I was hoping you would come up with some code to speed things up :(

(For the record, v8 was the latest I sent, but nothing in the locations
mentioned here has changed)

> On Fri, Jan 18, 2019 at 05:39:08PM +0100, Torsten Duwe wrote:
> > --- a/arch/arm64/include/asm/ftrace.h
> > +++ b/arch/arm64/include/asm/ftrace.h
> > @@ -14,9 +14,24 @@
> > #include <asm/insn.h>
> >
> > #define HAVE_FUNCTION_GRAPH_FP_TEST
> > -#define MCOUNT_ADDR ((unsigned long)_mcount)
> > #define MCOUNT_INSN_SIZE AARCH64_INSN_SIZE
> >
> > +/*
> > + * DYNAMIC_FTRACE_WITH_REGS is implemented by adding 2 NOPs at the beginning
> > + * of each function, with the second NOP actually calling ftrace. In contrary
> > + * to a classic _mcount call, the call instruction to be modified is thus
> > + * the second one, and not the only one.
> > + */
> > +#ifdef CONFIG_DYNAMIC_FTRACE_WITH_REGS
> > +#define ARCH_SUPPORTS_FTRACE_OPS 1
> > +#define REC_IP_BRANCH_OFFSET AARCH64_INSN_SIZE
> > +/* All we need is some magic value. Simply use "_mCount:" */
> > +#define MCOUNT_ADDR (0x5f6d436f756e743a)
>
> I'm really not keen on having a magic constant, and I'd really like to
> see MCOUNT_ADDR disappear entirely when the compiler doesn't generate an
> mcount call. I'm concerned that this is confusing and fragile.

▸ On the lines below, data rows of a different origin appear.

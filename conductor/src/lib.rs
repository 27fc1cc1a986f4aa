//! # Conductor
//!
//! Multi-agent orchestration runtime: an orchestrator that answers directly or
//! delegates to a planning agent (plan, execute steps with tools, answer) or a
//! retrieval agent (query expansion over a knowledge store). Every agent runs a
//! checkpointed state graph bound to one conversation thread, so consecutive
//! runs on a thread continue where the last completed one stopped.
//!
//! ## Main modules
//!
//! - [`graph`]: [`StateGraph`], [`CompiledStateGraph`], [`Node`], [`Next`], [`RouteFn`].
//! - [`memory`]: [`RunnableConfig`], [`Checkpoint`], [`Checkpointer`], [`MemorySaver`].
//! - [`agent`]: [`Agent`], [`AgentRegistry`], [`OrchestratorAgent`], [`PlanningAgent`], [`RetrievalAgent`].
//! - [`llm`]: [`LlmClient`], [`ChatOpenAI`], [`MockLlm`], structured output types.
//! - [`knowledge`]: [`Document`], [`KnowledgeStore`], [`InMemoryKnowledgeStore`], [`TextSplitter`].
//! - [`tools`] / [`tool_source`]: [`Tool`], [`ToolRegistry`], [`WebSearchTool`], [`ToolSource`].
//! - [`service`]: [`ChatService`], the thread-level interface used by the CLI.
//!
//! ## Quick start
//!
//! ```rust,no_run
//! use std::sync::Arc;
//! use conductor::{ChatOpenAI, ChatService, OpenAIEmbedder, Settings};
//!
//! # #[tokio::main]
//! # async fn main() -> Result<(), conductor::ServiceError> {
//! let settings = Settings::from_env();
//! let model = Arc::new(ChatOpenAI::new(settings.model.clone()));
//! let embedder = Arc::new(OpenAIEmbedder::new(settings.embedding_model.clone()));
//! let service = ChatService::new(model, embedder, settings);
//! let res = service.submit(None, "hello").await?;
//! println!("[{}] {}", res.thread_id, res.reply);
//! # Ok(())
//! # }
//! ```

pub mod agent;
pub mod error;
pub mod graph;
pub mod knowledge;
pub mod llm;
pub mod memory;
pub mod message;
pub mod service;
pub mod settings;
pub mod tool_source;
pub mod tools;

pub use agent::{
    register_builtin_agents, Agent, AgentArgs, AgentConstructor, AgentCore, AgentInfo,
    AgentInput, AgentOutput, AgentRegistry, AgentState, OrchestratorAgent, OrchestratorState,
    PlanState, PlanningAgent, RetrievalAgent, RetrievalState,
};
pub use error::AgentError;
pub use graph::{
    CompilationError, CompiledStateGraph, Next, Node, RouteFn, StateGraph, END, START,
};
pub use knowledge::{
    merge_documents, Document, DocumentsUpdate, Embedder, HashingEmbedder,
    InMemoryKnowledgeStore, KnowledgeError, KnowledgeStore, OpenAIEmbedder, TextSplitter,
};
pub use llm::{
    bind_tools, ChatOpenAI, LlmClient, LlmResponse, LlmUsage, MockLlm, MockReply, Plan,
    QueryExpansion, RouteDecision,
};
pub use memory::{
    Checkpoint, CheckpointError, CheckpointSummary, Checkpointer, MemorySaver, RunnableConfig,
};
pub use message::{Message, ToolCall};
pub use service::{ChatMessage, ChatService, RawDocument, ServiceError, SubmitResponse};
pub use settings::Settings;
pub use tool_source::{MockToolSource, ToolCallContent, ToolSource, ToolSourceError, ToolSpec};
pub use tools::{Tool, ToolRegistry, WebSearchTool};
//! Project `.env` as a key/value map.

use std::collections::HashMap;
use std::path::{Path, PathBuf};

use crate::LoadError;

/// `.env` in `dir`, or in the current directory when `dir` is `None`.
pub(crate) fn dotenv_path(dir: Option<&Path>) -> Option<PathBuf> {
    let dir = match dir {
        Some(d) => d.to_path_buf(),
        None => std::env::current_dir().ok()?,
    };
    let path = dir.join(".env");
    path.is_file().then_some(path)
}

/// Parses the `.env` without touching the process environment. A missing file is empty.
pub(crate) fn load_env_map(dir: Option<&Path>) -> Result<HashMap<String, String>, LoadError> {
    let Some(path) = dotenv_path(dir) else {
        return Ok(HashMap::new());
    };
    let iter = dotenv::from_path_iter(&path).map_err(|e| LoadError::Dotenv {
        path: path.clone(),
        message: e.to_string(),
    })?;
    let mut out = HashMap::new();
    for item in iter {
        let (key, value) = item.map_err(|e| LoadError::Dotenv {
            path: path.clone(),
            message: e.to_string(),
        })?;
        out.insert(key, value);
    }
    Ok(out)
}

Confusing: agreed. Fragile? don't think so.

> I think that it would be better to make the core ftrace API agnostic of
> mcount, and to teach it that there's a one-time initialization step for
> callsites (which is not necessarily patching a call with a NOP).
>
> We currently have:
>
> ftrace_make_nop(mod, rec, addr)
> ftrace_make_call(rec, addr)
> ftrace_modify_call(rec, old_addr, new_addr)
>
> ... whereas we could have:
>
> ftrace_call_init(mod, rec)
> ftrace_call_enable(rec, addr)
> ftrace_call_disable(rec, addr)
> ftrace_call_modify(rec, old_addr, new_addr)
>
> ... so we wouldn't need to special-case anything for initialization (and
> don't need MCOUNT_ADDR at all), and it would be clearer as to what was
> happening at each stage.

I'm fully on your side here, BUT...

This is the dynamic ftrace with regs implementation for aarch64 with the
_current_ dynamic ftrace API. Changing the latter is IMO a different issue.
This implementation has been tested, up to the point of some preliminary live
patching. I propose to commit this and only then change the API for aarch64
and s390 simultaneously, avoiding breakage on ppc64le and x86, of course.
(others to be investigated)

> > +
> > + /* The program counter just after the ftrace call site */
> > + str lr, [sp, #S_PC]
>
> For consistency with the existing ftrace assembly, please use 'x30'
> rather than 'lr'.

You could have raised that concern already along with the "fp" issue for v6.
I don't have a strong preference here; personally I find fp and lr more
readable, but with x29 and x30 one knows where they go.
This is only just a waste of time.

> > - module_disable_ro(mod);
> > - *mod->arch.ftrace_trampoline = trampoline;
> > - module_enable_ro(mod, true);
> > + /* Check against our well-known list of ftrace entry points */
> > + if (addr == FTRACE_ADDR || addr == FTRACE_REGS_ADDR) {
>
> These checks exist within install_ftrace_trampoline(), so we don't need
> to duplicate them here.

True. Code evolution at work.

Any other opinions on the dynamic ftrace API change, anyone?

Torsten